Loss functions Part I

1. Loss functions Part I

So far in this course you have used the percentage of examples that the classifier gets right, known as accuracy, to measure classification performance. Accuracy might not always be the right choice, and there are many interesting alternatives.

2. The KDD '99 cup dataset

Let's introduce a new cyber dataset from the KDD 1999 competition. The entity analyzed is again a flow, but this time a cyber analyst has extracted a very large number of additional features from the raw data. Don't worry, you don't need to understand what these mean. Just note that some of them, like `protocol_type`, are categorical, so you would have to encode them numerically using the techniques of Chapter 1.

3. False positives vs false negatives

It is good practice to explicitly encode the label using a Boolean flag, to be sure you know the meaning of "True" vs "False". Usually "True" is used for the detection of the event of interest. So "bad" events map to "True". We then fit a naive Bayes classifier and store its prediction alongside ground truth in a DataFrame. Let us inspect some examples

4. False positives vs false negatives

The last example was a case of normal traffic that was mislabelled as bad; a false alarm. We can also refer to this as a false positive.

5. False positives vs false negatives

The converse mistake involves classifying a case of bad traffic as normal, which is known as a miss, or a false negative.

6. False positives vs false negatives

We can similarly split the correct classifications into true positives, and true negatives.

7. The confusion matrix

False positives, false negatives, true positives and true negatives together form the so-called confusion matrix. You can use the ravel() function to flatten it back into a tuple.
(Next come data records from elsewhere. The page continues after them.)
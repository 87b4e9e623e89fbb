use std::path::PathBuf;
use std::time::Duration;

use crate::audio::DEFAULT_SAMPLE_RATE;
use crate::error::AppError;
use crate::security::keystore::{KeyStore, GEMINI_PROVIDER};
use crate::tts::VoiceName;

/// Process-wide settings, read once at startup.
#[derive(Debug, Clone, PartialEq)]
pub struct AppConfig {
    pub api_key: Option<String>,
    pub model: Option<String>,
    pub base_url: Option<String>,
    pub sample_rate: u32,
    pub voice: VoiceName,
    pub timeout_secs: Option<u64>,
    pub output_dir: PathBuf,
    pub log_dir: Option<PathBuf>,
}

impl Default for AppConfig {
    fn default() -> Self {
        Self {
            api_key: None,
            model: None,
            base_url: None,
            sample_rate: DEFAULT_SAMPLE_RATE,
            voice: VoiceName::default(),
            timeout_secs: None,
            output_dir: resolve_output_dir(None, None),
            log_dir: None,
        }
    }
}

impl AppConfig {
    pub fn from_env() -> Self {
        Self::from_lookup(|key| std::env::var(key).ok())
    }

    /// Build from an arbitrary variable lookup. Blank values count as unset.
    pub fn from_lookup<F>(lookup: F) -> Self
    where
        F: Fn(&str) -> Option<String>,
    {
        let get = |key: &str| {
            lookup(key)
                .map(|v| v.trim().to_string())
                .filter(|v| !v.is_empty())
        };

        let voice = match get("BANGLAVOICE_VOICE").map(|v| v.parse::<VoiceName>()) {
            Some(Ok(voice)) => voice,
            Some(Err(e)) => {
                crate::app_log!("[config] ignoring BANGLAVOICE_VOICE: {e}");
                VoiceName::default()
            }
            None => VoiceName::default(),
        };

        Self {
            api_key: get("API_KEY").or_else(|| get("GEMINI_API_KEY")),
            model: get("BANGLAVOICE_MODEL"),
            base_url: get("BANGLAVOICE_BASE_URL").map(|v| v.trim_end_matches('/').to_string()),
            sample_rate: get("BANGLAVOICE_SAMPLE_RATE")
                .and_then(|v| v.parse::<u32>().ok())
                .filter(|rate| *rate > 0)
                .unwrap_or(DEFAULT_SAMPLE_RATE),
            voice,
            timeout_secs: get("BANGLAVOICE_TIMEOUT_SECS")
                .and_then(|v| v.parse::<u64>().ok())
                .map(|secs| secs.clamp(5, 180)),
            output_dir: resolve_output_dir(get("BANGLAVOICE_OUTPUT_DIR"), get("HOME")),
            log_dir: get("BANGLAVOICE_LOG_DIR").map(PathBuf::from),
        }
    }

    /// Fill a missing key from the OS keychain.
    pub fn with_keystore_fallback(mut self, keystore: &KeyStore) -> Result<Self, AppError> {
        if self.api_key.is_none() {
            self.api_key = keystore.get_api_key(GEMINI_PROVIDER)?;
        }
        Ok(self)
    }

    pub fn timeout(&self) -> Option<Duration> {
        self.timeout_secs.map(Duration::from_secs)
    }
}

/// Explicit dir wins, then ~/Documents/BanglaVoice, then the working directory.
fn resolve_output_dir(custom: Option<String>, home: Option<String>) -> PathBuf {
    if let Some(dir) = custom {
        return PathBuf::from(dir);
    }
    match home {
        Some(home) => PathBuf::from(home).join("Documents").join("BanglaVoice"),
        None => PathBuf::from("."),
    }
}
use std::sync::atomic::{AtomicU64, Ordering};
use std::time::Instant;

use serde_json::json;

use super::{build_speech_prompt, SpeechEngine, VoiceName};
use crate::error::AppError;

pub const DEFAULT_MODEL: &str = "gemini-2.5-flash-preview-tts";
pub const DEFAULT_BASE_URL: &str = "https://generativelanguage.googleapis.com/v1beta";

/// Gemini TTS engine using `generateContent` with the AUDIO response modality.
pub struct GeminiTtsEngine {
    api_key: Option<String>,
    model: String,
    base_url: String,
    client: reqwest::Client,
}

static NEXT_REQUEST_ID: AtomicU64 = AtomicU64::new(1);

impl GeminiTtsEngine {
    pub fn new(api_key: Option<String>, model: Option<String>, base_url: Option<String>) -> Self {
        let base_url = base_url
            .map(|v| v.trim().trim_end_matches('/').to_string())
            .filter(|v| !v.is_empty())
            .unwrap_or_else(|| DEFAULT_BASE_URL.to_string());
        let model = model
            .map(|m| m.trim().to_string())
            .filter(|m| !m.is_empty())
            .unwrap_or_else(|| DEFAULT_MODEL.to_string());
        Self {
            api_key: api_key.filter(|k| !k.trim().is_empty()),
            model,
            base_url,
            client: reqwest::Client::new(),
        }
    }

    pub fn model(&self) -> &str {
        &self.model
    }

    pub fn endpoint(&self) -> String {
        format!("{}/models/{}:generateContent", self.base_url, self.model)
    }

    /// JSON body for a synthesis request.
    pub fn request_body(text: &str, voice: VoiceName) -> serde_json::Value {
        json!({
            "contents": [{
                "parts": [{ "text": build_speech_prompt(text) }]
            }],
            "generationConfig": {
                "responseModalities": ["AUDIO"],
                "speechConfig": {
                    "voiceConfig": {
                        "prebuiltVoiceConfig": { "voiceName": voice.as_str() }
                    }
                }
            }
        })
    }

    /// Pull the base64 audio out of the first candidate's first part.
    pub fn extract_audio(json: &serde_json::Value) -> Result<String, AppError> {
        json["candidates"][0]["content"]["parts"][0]["inlineData"]["data"]
            .as_str()
            .filter(|data| !data.is_empty())
            .map(String::from)
            .ok_or(AppError::MissingAudio)
    }

    fn error_message(status: reqwest::StatusCode, body: &str) -> String {
        let provider_message = serde_json::from_str::<serde_json::Value>(body)
            .ok()
            .and_then(|v| v["error"]["message"].as_str().map(|m| m.trim().to_string()))
            .filter(|m| !m.is_empty());
        provider_message.unwrap_or_else(|| format!("TTS API error ({status}): {body}"))
    }

    fn next_request_id() -> u64 {
        NEXT_REQUEST_ID.fetch_add(1, Ordering::Relaxed)
    }

    fn response_request_id(headers: &reqwest::header::HeaderMap) -> String {
        const CANDIDATES: [&str; 4] = ["x-request-id", "request-id", "x-goog-request-id", "trace-id"];
        for key in CANDIDATES {
            if let Some(value) = headers.get(key).and_then(|v| v.to_str().ok()) {
                if !value.trim().is_empty() {
                    return value.to_string();
                }
            }
        }
        "n/a".to_string()
    }
}

impl SpeechEngine for GeminiTtsEngine {
    async fn synthesize(&self, text: &str, voice: VoiceName) -> Result<String, AppError> {
        let api_key = self
            .api_key
            .as_deref()
            .ok_or_else(|| AppError::Configuration("API Key is not configured correctly.".into()))?;

        let body = Self::request_body(text, voice);
        let started = Instant::now();
        let response = self
            .client
            .post(self.endpoint())
            .header("x-goog-api-key", api_key)
            .json(&body)
            .send()
            .await
            .map_err(|e| AppError::Provider(format!("Gemini request failed: {e}")))?;

        let status = response.status();
        let upstream_request_id = Self::response_request_id(response.headers());
        let body_text = response
            .text()
            .await
            .map_err(|e| AppError::Provider(format!("Failed to read response: {e}")))?;
        crate::app_log!(
            "[tts-http] provider=gemini request_id={} upstream_request_id={} status={} latency_ms={} voice={}",
            Self::next_request_id(),
            upstream_request_id,
            status,
            started.elapsed().as_millis(),
            voice
        );

        if !status.is_success() {
            return Err(AppError::Provider(Self::error_message(status, &body_text)));
        }

        let json: serde_json::Value = serde_json::from_str(&body_text)
            .map_err(|e| AppError::Provider(format!("Failed to parse Gemini response: {e}")))?;

        Self::extract_audio(&json)
    }

    fn provider_name(&self) -> &str {
        "Gemini TTS"
    }
}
8. Scalar performance metrics

Many performance metrics can be expressed as simple linear combinations of the confusion matrix. For example, accuracy is the proportion of the sum of true positives and true negatives over the total number of examples. Another example is recall, also known as the true positive rate, which is equal to the proportion of true positives over all positive examples. The false positive rate is equal to the proportion of false positives over all negative examples. Precision is the proportion of true positives over all examples classified by the algorithm as positive. Finally, f1, is the harmonic mean of precision and recall. Most metrics are available from the metrics module in scikit-learn.
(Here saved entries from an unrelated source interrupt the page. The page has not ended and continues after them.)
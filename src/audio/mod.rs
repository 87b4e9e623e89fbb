pub mod base64;
pub mod wav;

pub use self::base64::decode_base64;
pub use self::wav::{encode_wav, WavAudio, DEFAULT_SAMPLE_RATE};
pub mod keystore;
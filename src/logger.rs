use std::fs::{create_dir_all, OpenOptions};
use std::io::{stderr, Write};
use std::path::Path;
use std::sync::{Mutex, OnceLock};

static LOG_FILE: OnceLock<Mutex<std::fs::File>> = OnceLock::new();

#[macro_export]
macro_rules! app_log {
    ($($arg:tt)*) => {{
        $crate::logger::log_line(format!($($arg)*));
    }};
}

/// Mirror log lines into `<log_dir>/run.log`. Failures leave stderr-only logging.
pub fn init_file_logger(log_dir: Option<&Path>) {
    let Some(log_dir) = log_dir else {
        return;
    };

    if create_dir_all(log_dir).is_err() {
        return;
    }

    let log_path = log_dir.join("run.log");
    let file = OpenOptions::new()
        .create(true)
        .append(true)
        .open(&log_path);

    if let Ok(file) = file {
        let _ = LOG_FILE.set(Mutex::new(file));
        log_line(format!("[logger] file logger ready: {}", log_path.display()));
    }
}

pub fn log_line(message: String) {
    let _ = writeln!(stderr(), "{message}");

    if let Some(lock) = LOG_FILE.get() {
        if let Ok(mut file) = lock.lock() {
            let _ = writeln!(file, "{message}");
        }
    }
}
9. False positives vs false negatives

The confusion matrix is preferred over the previous metrics, because it makes it clear that classification performance is not one-dimensional. Consider a classifier producing 3 errors of each type, versus one that produces no false positives, but 26 false negatives. You might think that the first classifier is better because it makes fewer errors in total. But what if the real-life cost of a false positive is much higher than that of a false negative? For example, in forensic science, a false conviction due to a false positive DNA test is a grave error. Ideally, you should assign a specific value to this relative cost. For example, let's assume that the cost of a false positive is ten times greater and compute the total cost of each classifier. According to this relative misclassification cost, the second classifier achieves a lower cost of 26, rather than 33. Determining the cost is yet another thing that you have to do in close collaboration with the domain expert, and cannot be ascertained from the data itself.

10. Which classifier is better?

You will now revisit some of the classifiers you built in previous lessons, and reevaluate them using different metrics. Is the winner still the same?

Create Your Free Account

By continuing, you accept our Terms of Use, our Privacy Policy and that your data is stored in the USA.

Designing Machine Learning Workflows in Python

AdvancedSkill Level

4.8+

58 reviews

In the previous chapters you established a solid foundation in supervised learning, complete with knowledge of deploying models in production but always assumed you a labeled dataset would be available for your analysis. In this chapter, you take on the challenge of modeling data without any, or with very few, labels. This takes you into a journey into anomaly detection, a kind of unsupervised modeling, as well as distance-based learning, where beliefs about what constitutes similarity between two examples can be used in place of labels to help you achieve levels of accuracy comparable to a supervised workflow. Upon completing this chapter, you will clearly stand out from the crowd of data scientists in confidently knowing what tools to use to modify your workflow in order to overcome common real-world challenges.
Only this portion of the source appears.